The knee joint is mobile and stable. As anatomical construction, consists of two functional joints, femoral-tibial articulation (AFT) and the patellofemoral joint (AFP), which allows flexion and extensive, as the rotation when flexed, allowing you to zoom in oraway from the extreme member of its root, namely to regulate the distance that separates the soil body. Essentially, this joint work compressed by the weight it supports.
Moving a little forward, the menisci provide a small increase in stability, since they themselves are unstable. The stability of the knee, depends largely on soft tissue, ligaments, capsule and muscles. This joint is one of the most flexible of the human body.The proper function is closely related to the integrity of the ligament.

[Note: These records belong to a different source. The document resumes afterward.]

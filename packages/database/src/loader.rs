//! Incident loader: transactional upsert of one force-month archive.

use switchy_database::{Database, DatabaseValue};
use uk_crime_models::{CrimeRecord, LoadStats};
use uk_crime_source::parse::RecordError;

use crate::DbError;

/// Loads the rows of one force-month archive inside a single transaction.
///
/// Rows are upserted keyed on `crime_api_id`: an existing incident has its
/// mutable fields (persistent id, context, outcome status/date, load
/// timestamp) updated in place, so re-ingesting a month never duplicates
/// rows and later snapshots win. Malformed rows (`Err` items from the
/// parser) are counted as skipped and do not abort the batch.
///
/// Every referenced street is upserted into `street_reference`: unseen
/// streets are inserted with `first_seen = last_seen = now`, known streets
/// get `last_seen` refreshed and the name updated when the record carries
/// one (a nameless sighting never erases a known name).
///
/// # Errors
///
/// Returns [`DbError`] on any database failure; the transaction is rolled
/// back and no rows from this archive remain visible.
pub async fn load_archive(
    db: &dyn Database,
    rows: impl IntoIterator<Item = Result<CrimeRecord, RecordError>>,
) -> Result<LoadStats, DbError> {
    let txn = db.begin_transaction().await?;
    let txn_db: &dyn Database = &*txn;

    let mut stats = LoadStats::default();

    let result = load_rows(txn_db, rows, &mut stats).await;

    match result {
        Ok(()) => {
            txn.commit().await?;
            log::info!(
                "Archive committed: {} inserted, {} updated, {} skipped",
                stats.inserted,
                stats.updated,
                stats.skipped
            );
            Ok(stats)
        }
        Err(e) => {
            log::error!("Archive load failed, rolling back: {e}");
            txn.rollback().await?;
            Err(e)
        }
    }
}

async fn load_rows(
    db: &dyn Database,
    rows: impl IntoIterator<Item = Result<CrimeRecord, RecordError>>,
    stats: &mut LoadStats,
) -> Result<(), DbError> {
    let loaded_at = chrono::Utc::now().naive_utc();

    for row in rows {
        let record = match row {
            Ok(record) => record,
            Err(e) => {
                log::warn!("Skipping malformed record: {e}");
                stats.skipped += 1;
                continue;
            }
        };

        if upsert_incident(db, &record, loaded_at).await? {
            stats.inserted += 1;
        } else {
            stats.updated += 1;
        }

        if let Some(street_id) = record.street_id {
            upsert_street(db, street_id, record.street_name.as_deref(), loaded_at).await?;
        }
    }

    Ok(())
}

/// Inserts or updates one incident. Returns `true` if a new row was
/// inserted, `false` if an existing row was updated.
async fn upsert_incident(
    db: &dyn Database,
    record: &CrimeRecord,
    loaded_at: chrono::NaiveDateTime,
) -> Result<bool, DbError> {
    let existing = db
        .query_raw_params(
            "SELECT id FROM crime_incidents WHERE crime_api_id = $1",
            &[DatabaseValue::Int64(record.crime_api_id)],
        )
        .await?;

    if existing.is_empty() {
        db.exec_raw_params(
            "INSERT INTO crime_incidents (
                crime_api_id, persistent_id, category, location_type,
                location_subtype, context, latitude, longitude,
                street_id, street_name, outcome_status_category,
                outcome_status_date, month, date_loaded
            ) VALUES ($1, $2, $3, $4, $5, $6, $7, $8, $9, $10, $11, $12, $13, $14)",
            &[
                DatabaseValue::Int64(record.crime_api_id),
                opt_string(record.persistent_id.as_deref()),
                DatabaseValue::String(record.category.clone()),
                opt_string(record.location_type.as_deref()),
                opt_string(record.location_subtype.as_deref()),
                opt_string(record.context.as_deref()),
                record.latitude.map_or(DatabaseValue::Null, DatabaseValue::Real64),
                record.longitude.map_or(DatabaseValue::Null, DatabaseValue::Real64),
                record.street_id.map_or(DatabaseValue::Null, DatabaseValue::Int64),
                opt_string(record.street_name.as_deref()),
                opt_string(record.outcome_status_category.as_deref()),
                opt_string(record.outcome_status_date.as_deref()),
                DatabaseValue::String(record.month.to_string()),
                DatabaseValue::DateTime(loaded_at),
            ],
        )
        .await?;
        return Ok(true);
    }

    // Outcome data trickles in across monthly snapshots; the most recently
    // loaded snapshot wins.
    db.exec_raw_params(
        "UPDATE crime_incidents SET
            persistent_id = $2,
            context = $3,
            outcome_status_category = $4,
            outcome_status_date = $5,
            date_loaded = $6
         WHERE crime_api_id = $1",
        &[
            DatabaseValue::Int64(record.crime_api_id),
            opt_string(record.persistent_id.as_deref()),
            opt_string(record.context.as_deref()),
            opt_string(record.outcome_status_category.as_deref()),
            opt_string(record.outcome_status_date.as_deref()),
            DatabaseValue::DateTime(loaded_at),
        ],
    )
    .await?;

    Ok(false)
}

async fn upsert_street(
    db: &dyn Database,
    street_id: i64,
    street_name: Option<&str>,
    seen_at: chrono::NaiveDateTime,
) -> Result<(), DbError> {
    db.exec_raw_params(
        "INSERT INTO street_reference (street_id, street_name, first_seen, last_seen)
         VALUES ($1, $2, $3, $4)
         ON CONFLICT (street_id) DO UPDATE SET
             street_name = COALESCE(excluded.street_name, street_reference.street_name),
             last_seen = excluded.last_seen",
        &[
            DatabaseValue::Int64(street_id),
            opt_string(street_name),
            DatabaseValue::DateTime(seen_at),
            DatabaseValue::DateTime(seen_at),
        ],
    )
    .await?;

    Ok(())
}

fn opt_string(value: Option<&str>) -> DatabaseValue {
    value.map_or(DatabaseValue::Null, |v| DatabaseValue::String(v.to_string()))
}
//! HTTP retry helpers for transient errors.
//!
//! Archive and listing fetches go through [`send_bytes`] or [`send_json`]
//! instead of calling `reqwest::RequestBuilder::send()` directly, so every
//! request gets automatic retry with exponential backoff for transient
//! failures (timeouts, connection resets, server errors, rate limiting).

use std::time::Duration;

use crate::SourceError;

/// Sends an HTTP request and returns the raw response body.
///
/// The `build_request` closure is called on each attempt to construct a
/// fresh [`reqwest::RequestBuilder`] (builders are consumed by `.send()`).
///
/// # Retry behaviour
///
/// Retries up to `max_retries` times with exponential backoff (2s, 4s, 8s,
/// ...) on connection errors, timeouts, HTTP 429, and HTTP 5xx. Does **not**
/// retry other HTTP 4xx — these are permanent. HTTP 404 is returned as
/// `Ok(None)`: a month the source has not published yet is an expected
/// condition, not a failure.
///
/// # Errors
///
/// Returns [`SourceError`] if the request fails after all retries or the
/// server returns a non-retryable status code.
#[allow(clippy::future_not_send)]
pub async fn send_bytes<F>(build_request: F, max_retries: u32) -> Result<Option<Vec<u8>>, SourceError>
where
    F: Fn() -> reqwest::RequestBuilder,
{
    let Some(response) = send_inner(&build_request, max_retries).await? else {
        return Ok(None);
    };

    let url = response.url().to_string();

    match response.bytes().await {
        Ok(bytes) => Ok(Some(bytes.to_vec())),
        Err(e) => {
            log::error!("Response body read failed for {url}: {e}");
            Err(SourceError::Http(e))
        }
    }
}

/// Sends an HTTP request and parses the response body as JSON.
///
/// Same retry behaviour as [`send_bytes`]. A 404 response yields
/// `Ok(None)`.
///
/// # Errors
///
/// Returns [`SourceError`] if the request fails after all retries, the
/// server returns a non-retryable status, or the body is not valid JSON.
#[allow(clippy::future_not_send)]
pub async fn send_json<F>(
    build_request: F,
    max_retries: u32,
) -> Result<Option<serde_json::Value>, SourceError>
where
    F: Fn() -> reqwest::RequestBuilder,
{
    let Some(bytes) = send_bytes(build_request, max_retries).await? else {
        return Ok(None);
    };

    Ok(Some(serde_json::from_slice(&bytes)?))
}

/// Core retry loop shared by [`send_bytes`] and [`send_json`].
///
/// Sends the request built by `build_request`, retrying on transient errors
/// up to `max_retries` times with exponential backoff. Returns the
/// successful [`reqwest::Response`], or `None` for HTTP 404.
#[allow(clippy::future_not_send)]
async fn send_inner<F>(
    build_request: &F,
    max_retries: u32,
) -> Result<Option<reqwest::Response>, SourceError>
where
    F: Fn() -> reqwest::RequestBuilder,
{
    let mut last_error: Option<SourceError> = None;

    for attempt in 0..=max_retries {
        if attempt > 0 {
            let delay = Duration::from_secs(1u64 << attempt); // 2s, 4s, 8s
            log::warn!("  retry {attempt}/{max_retries} in {delay:?}...");
            tokio::time::sleep(delay).await;
        }

        let result = build_request().send().await;

        match result {
            Err(e) => {
                if is_transient(&e) && attempt < max_retries {
                    log::warn!("  transient error: {e}");
                    last_error = Some(SourceError::Http(e));
                    continue;
                }
                return Err(SourceError::Http(e));
            }
            Ok(response) => {
                let status = response.status();

                // 404 — the period genuinely has no data
                if status == reqwest::StatusCode::NOT_FOUND {
                    return Ok(None);
                }

                // 429 Too Many Requests — always retry
                if status == reqwest::StatusCode::TOO_MANY_REQUESTS {
                    if attempt < max_retries {
                        log::warn!("  HTTP 429 (rate limited)");
                        last_error = Some(SourceError::Status { status });
                        continue;
                    }
                    return Err(SourceError::Status { status });
                }

                // 5xx Server Error — retry
                if status.is_server_error() {
                    if attempt < max_retries {
                        log::warn!("  HTTP {status} (server error)");
                        last_error = Some(SourceError::Status { status });
                        continue;
                    }
                    return Err(SourceError::Status { status });
                }

                // 4xx Client Error (not 404/429) — permanent, don't retry
                if status.is_client_error() {
                    return Err(SourceError::Status { status });
                }

                return Ok(Some(response));
            }
        }
    }

    // Should be unreachable, but in case the loop exits without returning:
    Err(last_error.unwrap_or(SourceError::Archive {
        message: "request failed after all retries".to_string(),
    }))
}

/// Returns `true` if the error is likely transient and worth retrying.
fn is_transient(e: &reqwest::Error) -> bool {
    e.is_timeout() || e.is_connect() || e.is_body() || e.is_decode() || e.is_request()
}
//! Summary aggregator: recomputes `crime_summary` from `crime_incidents`.

use std::collections::BTreeMap;
use std::str::FromStr as _;

use moosicbox_json_utils::database::ToValue as _;
use switchy_database::{Database, DatabaseValue};
use uk_crime_models::{CrimeCategory, ReportingMonth, nearest_force};

use crate::DbError;

/// Recomputes the summary rows for a scope (one month, or everything),
/// replacing any prior rows for that scope in a single transaction.
///
/// Summary rows are keyed by (month, force, category). The incidents table
/// carries no force column, so each incident is attributed to the nearest
/// registered force centre by its coordinates; incidents without a location
/// cannot be attributed and are left out of the summary.
///
/// Pure function of the incidents table and the static force registry:
/// rebuilding twice over unchanged data produces identical rows.
///
/// # Errors
///
/// Returns [`DbError`] on any database failure; the previous summary rows
/// for the scope remain untouched.
pub async fn rebuild_summary(
    db: &dyn Database,
    month: Option<ReportingMonth>,
) -> Result<u64, DbError> {
    let incidents = match month {
        Some(month) => {
            db.query_raw_params(
                "SELECT category, month, latitude, longitude
                 FROM crime_incidents WHERE month = $1",
                &[DatabaseValue::String(month.to_string())],
            )
            .await?
        }
        None => {
            db.query_raw_params(
                "SELECT category, month, latitude, longitude FROM crime_incidents",
                &[],
            )
            .await?
        }
    };

    // BTreeMap iteration order keeps the rebuilt rows deterministic.
    let mut counts: BTreeMap<(String, &'static str, String), (i64, i64)> = BTreeMap::new();
    let mut unattributed: u64 = 0;

    for row in &incidents {
        let category: String = row.to_value("category").unwrap_or_default();
        let row_month: String = row.to_value("month").unwrap_or_default();
        let latitude: Option<f64> = row.to_value("latitude").unwrap_or(None);
        let longitude: Option<f64> = row.to_value("longitude").unwrap_or(None);

        let (Some(lat), Some(lng)) = (latitude, longitude) else {
            unattributed += 1;
            continue;
        };

        let force = nearest_force(lat, lng);
        let high =
            CrimeCategory::from_str(&category).is_ok_and(|c| c.severity().is_high());

        let entry = counts.entry((row_month, force.id, category)).or_insert((0, 0));
        entry.0 += 1;
        if high {
            entry.1 += 1;
        }
    }

    if unattributed > 0 {
        log::debug!("{unattributed} incidents without coordinates left out of summary");
    }

    let updated_at = chrono::Utc::now().naive_utc();

    let txn = db.begin_transaction().await?;

    match month {
        Some(month) => {
            txn.exec_raw_params(
                "DELETE FROM crime_summary WHERE month = $1",
                &[DatabaseValue::String(month.to_string())],
            )
            .await?;
        }
        None => {
            txn.exec_raw_params("DELETE FROM crime_summary", &[]).await?;
        }
    }

    let row_count = counts.len() as u64;

    for ((row_month, force_id, category), (incident_count, high_severity_count)) in counts {
        txn.exec_raw_params(
            "INSERT INTO crime_summary
                 (month, police_force, crime_category, incident_count,
                  high_severity_count, last_updated)
             VALUES ($1, $2, $3, $4, $5, $6)",
            &[
                DatabaseValue::String(row_month),
                DatabaseValue::String(force_id.to_string()),
                DatabaseValue::String(category),
                DatabaseValue::Int64(incident_count),
                DatabaseValue::Int64(high_severity_count),
                DatabaseValue::DateTime(updated_at),
            ],
        )
        .await?;
    }

    txn.commit().await?;

    match month {
        Some(month) => log::info!("Rebuilt {row_count} summary rows for {month}"),
        None => log::info!("Rebuilt {row_count} summary rows (all months)"),
    }

    Ok(row_count)
}

#[cfg(test)]
mod tests {
    use super::*;
    use crate::loader::load_archive;
    use uk_crime_models::CrimeRecord;

    async fn setup() -> Box<dyn Database> {
        let db = crate::db::connect_in_memory().unwrap();
        crate::run_migrations(&*db).await.unwrap();
        crate::seed_reference_data(&*db).await.unwrap();
        db
    }

    fn record(crime_api_id: i64, category: &str, month: &str, lat: f64, lng: f64) -> CrimeRecord {
        CrimeRecord {
            crime_api_id,
            persistent_id: None,
            category: category.to_string(),
            location_type: Some("Force".to_string()),
            location_subtype: None,
            context: None,
            latitude: Some(lat),
            longitude: Some(lng),
            street_id: None,
            street_name: None,
            outcome_status_category: None,
            outcome_status_date: None,
            month: month.parse().unwrap(),
        }
    }

    async fn summary_rows(db: &dyn Database) -> Vec<(String, String, String, i64, i64)> {
        let rows = db
            .query_raw_params(
                "SELECT month, police_force, crime_category, incident_count,
                        high_severity_count
                 FROM crime_summary
                 ORDER BY month, police_force, crime_category",
                &[],
            )
            .await
            .unwrap();

        rows.iter()
            .map(|row| {
                (
                    row.to_value("month").unwrap(),
                    row.to_value("police_force").unwrap(),
                    row.to_value("crime_category").unwrap(),
                    row.to_value("incident_count").unwrap(),
                    row.to_value("high_severity_count").unwrap(),
                )
            })
            .collect()
    }

    #[tokio::test]
    async fn counts_incidents_and_high_severity_per_force() {
        let db = setup().await;

        // Two in central London, one in Birmingham. Burglary (severity 4)
        // and drugs (severity 3) count as high, shoplifting (2) does not.
        load_archive(
            &*db,
            vec![
                Ok(record(1, "burglary", "2024-01", 51.51, -0.12)),
                Ok(record(2, "shoplifting", "2024-01", 51.5, -0.13)),
                Ok(record(3, "drugs", "2024-01", 52.48, -1.9)),
            ],
        )
        .await
        .unwrap();

        rebuild_summary(&*db, Some("2024-01".parse().unwrap())).await.unwrap();

        let rows = summary_rows(&*db).await;
        assert_eq!(
            rows,
            vec![
                (
                    "2024-01".to_string(),
                    "metropolitan".to_string(),
                    "burglary".to_string(),
                    1,
                    1
                ),
                (
                    "2024-01".to_string(),
                    "metropolitan".to_string(),
                    "shoplifting".to_string(),
                    1,
                    0
                ),
                (
                    "2024-01".to_string(),
                    "west-midlands".to_string(),
                    "drugs".to_string(),
                    1,
                    1
                ),
            ]
        );
    }

    #[tokio::test]
    async fn rebuild_twice_is_identical() {
        let db = setup().await;

        load_archive(
            &*db,
            vec![
                Ok(record(1, "robbery", "2024-02", 53.48, -2.24)),
                Ok(record(2, "robbery", "2024-02", 53.49, -2.25)),
                Ok(record(3, "other-crime", "2024-02", 53.47, -2.23)),
            ],
        )
        .await
        .unwrap();

        rebuild_summary(&*db, None).await.unwrap();
        let first = summary_rows(&*db).await;

        rebuild_summary(&*db, None).await.unwrap();
        let second = summary_rows(&*db).await;

        assert_eq!(first, second);
        assert_eq!(
            first,
            vec![
                (
                    "2024-02".to_string(),
                    "greater-manchester".to_string(),
                    "other-crime".to_string(),
                    1,
                    0
                ),
                (
                    "2024-02".to_string(),
                    "greater-manchester".to_string(),
                    "robbery".to_string(),
                    2,
                    2
                ),
            ]
        );
    }

    #[tokio::test]
    async fn scoped_rebuild_leaves_other_months_untouched() {
        let db = setup().await;

        load_archive(
            &*db,
            vec![
                Ok(record(1, "burglary", "2024-01", 51.51, -0.12)),
                Ok(record(2, "burglary", "2024-02", 51.51, -0.12)),
            ],
        )
        .await
        .unwrap();

        rebuild_summary(&*db, None).await.unwrap();
        assert_eq!(summary_rows(&*db).await.len(), 2);

        // Another January incident arrives; only January is rebuilt.
        load_archive(
            &*db,
            vec![Ok(record(3, "burglary", "2024-01", 51.52, -0.11))],
        )
        .await
        .unwrap();
        rebuild_summary(&*db, Some("2024-01".parse().unwrap())).await.unwrap();

        let rows = summary_rows(&*db).await;
        assert_eq!(rows.len(), 2);
        assert_eq!(rows[0].3, 2); // 2024-01 burglary count
        assert_eq!(rows[1].3, 1); // 2024-02 untouched
    }

    #[tokio::test]
    async fn incidents_without_coordinates_are_excluded() {
        let db = setup().await;

        let mut unlocated = record(1, "burglary", "2024-01", 0.0, 0.0);
        unlocated.latitude = None;
        unlocated.longitude = None;

        load_archive(&*db, vec![Ok(unlocated)]).await.unwrap();
        let count = rebuild_summary(&*db, None).await.unwrap();

        assert_eq!(count, 0);
        assert!(summary_rows(&*db).await.is_empty());
    }
}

In the inner and outer compartments of the menisci are fibrocartilaginous joint. The anterior cruciate ligament (ACL) prevents the excessive slippage of the tibia relative to the femur, the posterior cruciate ligament (PCL) prevents excessive slipping back of the tibia relative to the femur. The patella increases the effect of quadriceps muscle. This muscle and its tendinous expansions contribute greatly to the stabilization and knee function. The earliest clinical indication of a knee injury and atrophy.
From the mechanical point of view, the knee joint to balance two conflicting imperatives:
- Have a great stability in full extension, a position which supports the significant pressure due to body weight and length of the lever arm.
- Allow a high degree of mobility from one degree of flexion, which is necessary in the race for optimal orientation of the foot in relation to the irregularities of the ground.
These contradictions make it possible to solve thanks to ingenious mechanical devices.
The stability of the reduced coupling of the articular surfaces, a necessary condition for good mobility, exposes the joint lesions.
Most post-traumatic osteoarthritis in middle age or older results from minor soft tissue disorders, particularly the menisci.